Smarter than the Average Bearish Investor?

"Even when it ... hurts you on average to take the gamble, the smart people ... actually like it more":

Would You Take the Bird in the Hand, or a 75% Chance at the Two in the Bush?, By Virginia Postrel, Economic Scene, NY Times: Would you rather have $1,000 for sure or a 90 percent chance of $5,000? A guaranteed $1,000 or a 75 percent chance of $4,000? In economic theory, questions like these have no right or wrong answers. Even if a gamble is mathematically more valuable ... someone may still prefer a sure thing. People have different tastes for risk, just as they have different tastes for ice cream... The same is true for waiting: Would you rather have ... $3,400 this month or $3,800 next month? Different people will answer differently. Economists generally accept those differences without further explanation... Shane Frederick, a management science professor at the Sloan School of Management at the Massachusetts Institute of Technology, ... discovered striking systematic patterns in how people answer questions about risk and patience, including those above. This short problem-solving test, he found, predicts a lot:

1) A bat and a ball cost $1.10 in total. The bat costs $1 more than the ball. How much does the ball cost?

2) If it takes five machines five minutes to make five widgets, how long would it take 100 machines to make 100 widgets?

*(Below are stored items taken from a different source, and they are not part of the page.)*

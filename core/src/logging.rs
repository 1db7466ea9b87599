//! Console logging for dispatch summaries.
//!
//! # Design
//! The dispatcher emits request/response summaries through the `log` facade;
//! everything cosmetic (colors, pretty-printed JSON) lives here. Callers that
//! want different presentation can install their own `log` backend instead of
//! calling `init_console_logger`.

use std::collections::BTreeMap;
use std::io::Write;

use colored::Colorize;
use log::info;
use serde_json::Value;

use crate::request::Method;

/// Install a colored `env_logger` backend at info level.
///
/// Respects `RUST_LOG` for per-module overrides. Safe to call more than once
/// (tests often race on this); only the first call wins.
pub fn init_console_logger() {
    let mut builder = env_logger::Builder::from_default_env();
    builder.filter_level(log::LevelFilter::Info);
    builder.format(|buf, record| {
        let level = record.level();
        let colored_level = match level {
            log::Level::Error => level.to_string().red(),
            log::Level::Warn => level.to_string().yellow(),
            log::Level::Info => level.to_string().green(),
            log::Level::Debug => level.to_string().blue(),
            log::Level::Trace => level.to_string().purple(),
        };
        writeln!(
            buf,
            "{} [{}] {}",
            record.target().cyan(),
            colored_level,
            record.args()
        )
    });
    let _ = builder.try_init();
}

fn pretty(value: &Value) -> String {
    serde_json::to_string_pretty(value).unwrap_or_else(|_| value.to_string())
}

pub(crate) fn log_request(
    method: Method,
    url: &str,
    headers: &BTreeMap<String, String>,
    cookies: &BTreeMap<String, String>,
    body: Option<&Value>,
) {
    info!("{}", "request ──────────────────────────────".red());
    info!("sending {} {}", method.as_str().bold(), url.bold());
    info!("sending headers: {headers:?}");
    info!("sending cookies: {cookies:?}");
    match body {
        Some(body) => info!("sending body:\n{}", pretty(body).bold()),
        None => info!("sending body: (none)"),
    }
}

pub(crate) fn log_response(status: u16, body: &str) {
    info!("{}", "response ─────────────────────────────".red());
    info!("response code {}", status.to_string().bold());
    // Pretty-print when the body is JSON, fall back to the raw text.
    match serde_json::from_str::<Value>(body) {
        Ok(value) => info!("response body:\n{}", pretty(&value).bold()),
        Err(_) => info!("response body:\n{body}"),
    }
}
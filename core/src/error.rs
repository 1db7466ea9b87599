//! Error types for the API test client.
//!
//! # Design
//! Every failure mode a test caller can meaningfully distinguish gets its
//! own variant. Nothing is retried or recovered internally; a dispatch
//! either returns a typed response or one of these, and a test that hits
//! one is expected to end.

use std::fmt;

/// Errors returned by `ApiClient::dispatch`.
#[derive(Debug)]
pub enum ApiError {
    /// The underlying transport failed (DNS, connect, TLS, body read).
    /// Carries the ureq error unmodified.
    Transport(ureq::Error),

    /// The response status code was not in the descriptor's expected set.
    /// The body is included for debugging; deserialization was not attempted.
    UnexpectedStatus {
        status: u16,
        expected: Vec<u16>,
        body: String,
    },

    /// The response body was not valid JSON.
    InvalidJson(serde_json::Error),

    /// The response JSON did not match the requested shape.
    Deserialization(serde_json::Error),
}

impl fmt::Display for ApiError {
    fn fmt(&self, f: &mut fmt::Formatter<'_>) -> fmt::Result {
        match self {
            ApiError::Transport(e) => write!(f, "transport error: {e}"),
            ApiError::UnexpectedStatus {
                status,
                expected,
                body,
            } => {
                write!(
                    f,
                    "unexpected status {status}, expected one of {expected:?}: {body}"
                )
            }
            ApiError::InvalidJson(e) => write!(f, "response body is not JSON: {e}"),
            ApiError::Deserialization(e) => {
                write!(f, "deserialization failed: {e}")
            }
        }
    }
}

impl std::error::Error for ApiError {
    fn source(&self) -> Option<&(dyn std::error::Error + 'static)> {
        match self {
            ApiError::Transport(e) => Some(e),
            ApiError::InvalidJson(e) | ApiError::Deserialization(e) => Some(e),
            ApiError::UnexpectedStatus { .. } => None,
        }
    }
}

impl From<ureq::Error> for ApiError {
    fn from(e: ureq::Error) -> Self {
        ApiError::Transport(e)
    }
}
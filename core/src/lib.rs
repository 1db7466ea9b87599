//! Declarative HTTP API test client.
//!
//! # Overview
//! A thin synchronous wrapper around one HTTP call, meant for integration
//! tests. The caller describes a request declaratively (`ApiRequest`), the
//! client merges it with its defaults, sends it once, asserts the status
//! code against the descriptor's expected set, and deserializes the JSON
//! body into a caller-chosen type.
//!
//! # Design
//! - `ApiClient` is immutable after construction and dispatches via `&self`;
//!   every call returns an owned `ApiResponse`, so there is no shared
//!   last-result state to race on.
//! - Descriptor-level headers and cookies override client defaults on key
//!   collision; an explicit content type overrides both.
//! - Failures are never recovered internally: transport errors, unexpected
//!   status codes, and deserialization mismatches all propagate as
//!   `ApiError` for the test to report.

pub mod client;
pub mod error;
pub mod logging;
pub mod request;

pub use client::{ApiClient, ApiResponse};
pub use error::ApiError;
pub use request::{ApiRequest, Method};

3) In a lake, there is a patch of lily pads. Every day, the patch doubles in size. If it takes 48 days for the patch to cover the entire lake, how long would it take for the patch to cover half the lake?

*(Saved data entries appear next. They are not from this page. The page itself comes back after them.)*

//! Synchronous request dispatcher.
//!
//! # Design
//! `ApiClient` holds the target host, scheme, and default headers/cookies,
//! all immutable after construction. `dispatch` takes `&self` and returns an
//! owned `ApiResponse`, so the client carries no per-call state and can be
//! shared between tests freely. One dispatch is one blocking HTTP round-trip:
//! build, send, verify status, deserialize. No retries.

use std::collections::BTreeMap;

use serde::de::DeserializeOwned;
use serde_json::Value;

use crate::error::ApiError;
use crate::logging;
use crate::request::{ApiRequest, Method};

/// Merged header key used for the descriptor's content type. Matches the
/// casing the original test suites assert on.
const CONTENT_TYPE: &str = "Content-type";

/// Synchronous client for a single API host.
///
/// Default headers and cookies apply to every dispatch; descriptor-level
/// values override them on key collision.
pub struct ApiClient {
    scheme: String,
    host: String,
    default_headers: BTreeMap<String, String>,
    default_cookies: BTreeMap<String, String>,
    agent: ureq::Agent,
}

/// Result of one dispatch: the raw response plus its parsed and typed forms.
#[derive(Debug)]
pub struct ApiResponse<T> {
    pub status: u16,
    pub text: String,
    pub json: Value,
    pub typed: T,
}

impl ApiClient {
    /// Client for `https://{host}`.
    pub fn new(host: &str) -> Self {
        Self::with_scheme(host, "https")
    }

    pub fn with_scheme(host: &str, scheme: &str) -> Self {
        // 4xx/5xx must arrive as data so status interpretation stays with
        // the expected-status check, not the transport.
        let agent = ureq::Agent::config_builder()
            .http_status_as_error(false)
            .build()
            .new_agent();
        Self {
            scheme: scheme.to_string(),
            host: host.to_string(),
            default_headers: BTreeMap::new(),
            default_cookies: BTreeMap::new(),
            agent,
        }
    }

    pub fn default_header(mut self, name: &str, value: &str) -> Self {
        self.default_headers
            .insert(name.to_string(), value.to_string());
        self
    }

    pub fn default_cookie(mut self, name: &str, value: &str) -> Self {
        self.default_cookies
            .insert(name.to_string(), value.to_string());
        self
    }

    /// Send one request and process its response.
    ///
    /// Logs the outbound request, performs a single blocking HTTP call,
    /// logs the response, checks the status code against the descriptor's
    /// expected set, and deserializes the JSON body into `T`. Any failure
    /// along the way propagates; there is no partial success.
    pub fn dispatch<T: DeserializeOwned>(
        &self,
        request: &ApiRequest,
    ) -> Result<ApiResponse<T>, ApiError> {
        let url = self.build_url(&request.endpoint);
        let headers = self.merged_headers(request);
        let cookies = self.merged_cookies(request);

        logging::log_request(request.method, &url, &headers, &cookies, request.body.as_ref());

        let mut response = self.send(request, &url, &headers, &cookies)?;
        let status = response.status().as_u16();
        let text = response
            .body_mut()
            .read_to_string()
            .map_err(ApiError::Transport)?;

        logging::log_response(status, &text);

        verify_status(status, &request.expected_status, &text)?;

        let json: Value = serde_json::from_str(&text).map_err(ApiError::InvalidJson)?;
        let typed: T = serde_json::from_value(json.clone()).map_err(ApiError::Deserialization)?;

        Ok(ApiResponse {
            status,
            text,
            json,
            typed,
        })
    }

    /// `{scheme}://{host}{endpoint}`, verbatim. No slash normalization.
    fn build_url(&self, endpoint: &str) -> String {
        format!("{}://{}{}", self.scheme, self.host, endpoint)
    }

    /// Union of default and descriptor headers; descriptor wins, then an
    /// explicit content type wins over both. A JSON body with no resulting
    /// `Content-type` entry gets `application/json`.
    fn merged_headers(&self, request: &ApiRequest) -> BTreeMap<String, String> {
        let mut headers = self.default_headers.clone();
        headers.extend(
            request
                .headers
                .iter()
                .map(|(k, v)| (k.clone(), v.clone())),
        );
        if let Some(content_type) = &request.content_type {
            headers.insert(CONTENT_TYPE.to_string(), content_type.clone());
        }
        if request.body.is_some() && !headers.contains_key(CONTENT_TYPE) {
            headers.insert(CONTENT_TYPE.to_string(), "application/json".to_string());
        }
        headers
    }

    /// Union of default and descriptor cookies; descriptor wins.
    fn merged_cookies(&self, request: &ApiRequest) -> BTreeMap<String, String> {
        let mut cookies = self.default_cookies.clone();
        cookies.extend(
            request
                .cookies
                .iter()
                .map(|(k, v)| (k.clone(), v.clone())),
        );
        cookies
    }

    fn send(
        &self,
        request: &ApiRequest,
        url: &str,
        headers: &BTreeMap<String, String>,
        cookies: &BTreeMap<String, String>,
    ) -> Result<ureq::http::Response<ureq::Body>, ureq::Error> {
        let body = request.body.as_ref().map(Value::to_string);

        // ureq's typed builder separates with-body and without-body verbs,
        // so each arm applies the shared decoration separately. GET, HEAD
        // and DELETE never carry a body.
        match (request.method, body) {
            (Method::Get, _) => {
                decorate(self.agent.get(url), headers, cookies, &request.params).call()
            }
            (Method::Head, _) => {
                decorate(self.agent.head(url), headers, cookies, &request.params).call()
            }
            (Method::Delete, _) => {
                decorate(self.agent.delete(url), headers, cookies, &request.params).call()
            }
            (Method::Post, Some(body)) => {
                decorate(self.agent.post(url), headers, cookies, &request.params)
                    .send(body.as_bytes())
            }
            (Method::Post, None) => {
                decorate(self.agent.post(url), headers, cookies, &request.params).send_empty()
            }
            (Method::Put, Some(body)) => {
                decorate(self.agent.put(url), headers, cookies, &request.params)
                    .send(body.as_bytes())
            }
            (Method::Put, None) => {
                decorate(self.agent.put(url), headers, cookies, &request.params).send_empty()
            }
            (Method::Patch, Some(body)) => {
                decorate(self.agent.patch(url), headers, cookies, &request.params)
                    .send(body.as_bytes())
            }
            (Method::Patch, None) => {
                decorate(self.agent.patch(url), headers, cookies, &request.params).send_empty()
            }
        }
    }
}

/// Apply merged headers, the cookie header, and query params to a builder
/// in either typestate.
fn decorate<S>(
    mut builder: ureq::RequestBuilder<S>,
    headers: &BTreeMap<String, String>,
    cookies: &BTreeMap<String, String>,
    params: &BTreeMap<String, String>,
) -> ureq::RequestBuilder<S> {
    for (name, value) in headers {
        builder = builder.header(name.as_str(), value.as_str());
    }
    if !cookies.is_empty() {
        builder = builder.header("Cookie", cookie_header(cookies).as_str());
    }
    for (name, value) in params {
        builder = builder.query(name.as_str(), value.as_str());
    }
    builder
}

/// `k=v; k2=v2` per RFC 6265 request syntax.
fn cookie_header(cookies: &BTreeMap<String, String>) -> String {
    cookies
        .iter()
        .map(|(name, value)| format!("{name}={value}"))
        .collect::<Vec<_>>()
        .join("; ")
}

fn verify_status(status: u16, expected: &[u16], body: &str) -> Result<(), ApiError> {
    if expected.contains(&status) {
        return Ok(());
    }
    Err(ApiError::UnexpectedStatus {
        status,
        expected: expected.to_vec(),
        body: body.to_string(),
    })
}
//! End-to-end dispatch tests against the live mock server.
//!
//! Each test starts its own server instance on a random port (servers are
//! cheap, and separate instances keep the seeded state independent), then
//! exercises one dispatch behavior over real HTTP.

use apitest_core::{logging, ApiClient, ApiError, ApiRequest, Method};
use serde::Deserialize;
use serde_json::{json, Value};

#[derive(Debug, Deserialize, PartialEq, Eq)]
struct UserDto {
    id: u64,
    name: String,
}

#[derive(Debug, Deserialize)]
struct ErrorDto {
    error: String,
}

/// Start the mock server on a random port and return its `host:port`.
fn start_server() -> String {
    logging::init_console_logger();

    let std_listener = std::net::TcpListener::bind("127.0.0.1:0").unwrap();
    let addr = std_listener.local_addr().unwrap();
    std_listener.set_nonblocking(true).unwrap();

    std::thread::spawn(move || {
        let rt = tokio::runtime::Builder::new_current_thread()
            .enable_all()
            .build()
            .unwrap();
        rt.block_on(async {
            let listener = tokio::net::TcpListener::from_std(std_listener).unwrap();
            mock_server::run(listener).await
        })
        .unwrap();
    });

    addr.to_string()
}

#[test]
fn dispatch_returns_typed_user() {
    let client = ApiClient::with_scheme(&start_server(), "http");
    let req = ApiRequest::get("/users/1").expect_status(&[200]);

    let resp = client.dispatch::<UserDto>(&req).unwrap();

    assert_eq!(resp.status, 200);
    assert_eq!(
        resp.typed,
        UserDto {
            id: 1,
            name: "Ann".to_string()
        }
    );
    assert_eq!(resp.json["name"], "Ann");
    assert!(resp.text.contains("Ann"));
}

#[test]
fn status_mismatch_fails_before_deserialization() {
    let client = ApiClient::with_scheme(&start_server(), "http");
    let req = ApiRequest::get("/users/999").expect_status(&[200]);

    // The 404 body does not match UserDto; reaching UnexpectedStatus (not
    // Deserialization) shows the status check ran first.
    let err = client.dispatch::<UserDto>(&req).unwrap_err();
    match err {
        ApiError::UnexpectedStatus {
            status, expected, ..
        } => {
            assert_eq!(status, 404);
            assert_eq!(expected, vec![200]);
        }
        other => panic!("expected UnexpectedStatus, got {other:?}"),
    }
}

#[test]
fn expected_error_status_deserializes_error_shape() {
    let client = ApiClient::with_scheme(&start_server(), "http");
    let req = ApiRequest::get("/users/999").expect_status(&[404]);

    let resp = client.dispatch::<ErrorDto>(&req).unwrap();

    assert_eq!(resp.status, 404);
    assert_eq!(resp.typed.error, "user not found");
}

#[test]
fn descriptor_header_overrides_default_over_the_wire() {
    let client =
        ApiClient::with_scheme(&start_server(), "http").default_header("X-Env", "test");
    let req = ApiRequest::get("/echo").header("X-Env", "prod");

    let resp = client.dispatch::<Value>(&req).unwrap();

    assert_eq!(resp.json["headers"]["x-env"], "prod");
}

#[test]
fn default_header_sent_when_not_overridden() {
    let client =
        ApiClient::with_scheme(&start_server(), "http").default_header("X-Env", "test");
    let req = ApiRequest::get("/echo");

    let resp = client.dispatch::<Value>(&req).unwrap();

    assert_eq!(resp.json["headers"]["x-env"], "test");
}

#[test]
fn cookies_merge_with_descriptor_precedence() {
    let client = ApiClient::with_scheme(&start_server(), "http")
        .default_cookie("session", "abc")
        .default_cookie("lang", "en");
    let req = ApiRequest::get("/echo")
        .cookie("session", "xyz")
        .cookie("theme", "dark");

    let resp = client.dispatch::<Value>(&req).unwrap();

    assert_eq!(resp.json["cookies"]["session"], "xyz");
    assert_eq!(resp.json["cookies"]["lang"], "en");
    assert_eq!(resp.json["cookies"]["theme"], "dark");
}

#[test]
fn query_params_pass_through() {
    let client = ApiClient::with_scheme(&start_server(), "http");
    let req = ApiRequest::get("/echo").param("verbose", "1").param("page", "2");

    let resp = client.dispatch::<Value>(&req).unwrap();

    assert_eq!(resp.json["params"]["verbose"], "1");
    assert_eq!(resp.json["params"]["page"], "2");
}

#[test]
fn post_json_body_creates_user() {
    let client = ApiClient::with_scheme(&start_server(), "http");
    let req = ApiRequest::post("/users")
        .body(json!({"name": "Bo"}))
        .expect_status(&[201]);

    let resp = client.dispatch::<UserDto>(&req).unwrap();

    assert_eq!(resp.status, 201);
    assert_eq!(resp.typed.name, "Bo");
    assert_eq!(resp.typed.id, 2);
}

#[test]
fn json_body_carries_content_type_over_the_wire() {
    let client = ApiClient::with_scheme(&start_server(), "http");
    let req = ApiRequest::new(Method::Post, "/echo").body(json!({"probe": true}));

    let resp = client.dispatch::<Value>(&req).unwrap();

    assert_eq!(resp.json["headers"]["content-type"], "application/json");
}

#[test]
fn shape_mismatch_is_deserialization_error() {
    let client = ApiClient::with_scheme(&start_server(), "http");
    let req = ApiRequest::get("/users/1");

    // The body is a single object, not an array.
    let err = client.dispatch::<Vec<UserDto>>(&req).unwrap_err();
    assert!(matches!(err, ApiError::Deserialization(_)));
}

#[test]
fn transport_failure_propagates() {
    // Bind then drop to get a port nothing is listening on.
    let listener = std::net::TcpListener::bind("127.0.0.1:0").unwrap();
    let addr = listener.local_addr().unwrap();
    drop(listener);

    let client = ApiClient::with_scheme(&addr.to_string(), "http");
    let err = client.dispatch::<Value>(&ApiRequest::get("/")).unwrap_err();
    assert!(matches!(err, ApiError::Transport(_)));
}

The test measures not just the ability to solve math problems but the willingness to reflect on and check your answers. (Scores have a 0.44 correlation with math SAT scores, where 1.00 would be exact.) The questions all have intuitive answers — wrong ones. Professor Frederick gave his "cognitive reflection test" to ... students... Participants also answered a survey about how they would choose between various financial payoffs, as well as time-oriented questions like how much they would pay to get a book delivered overnight.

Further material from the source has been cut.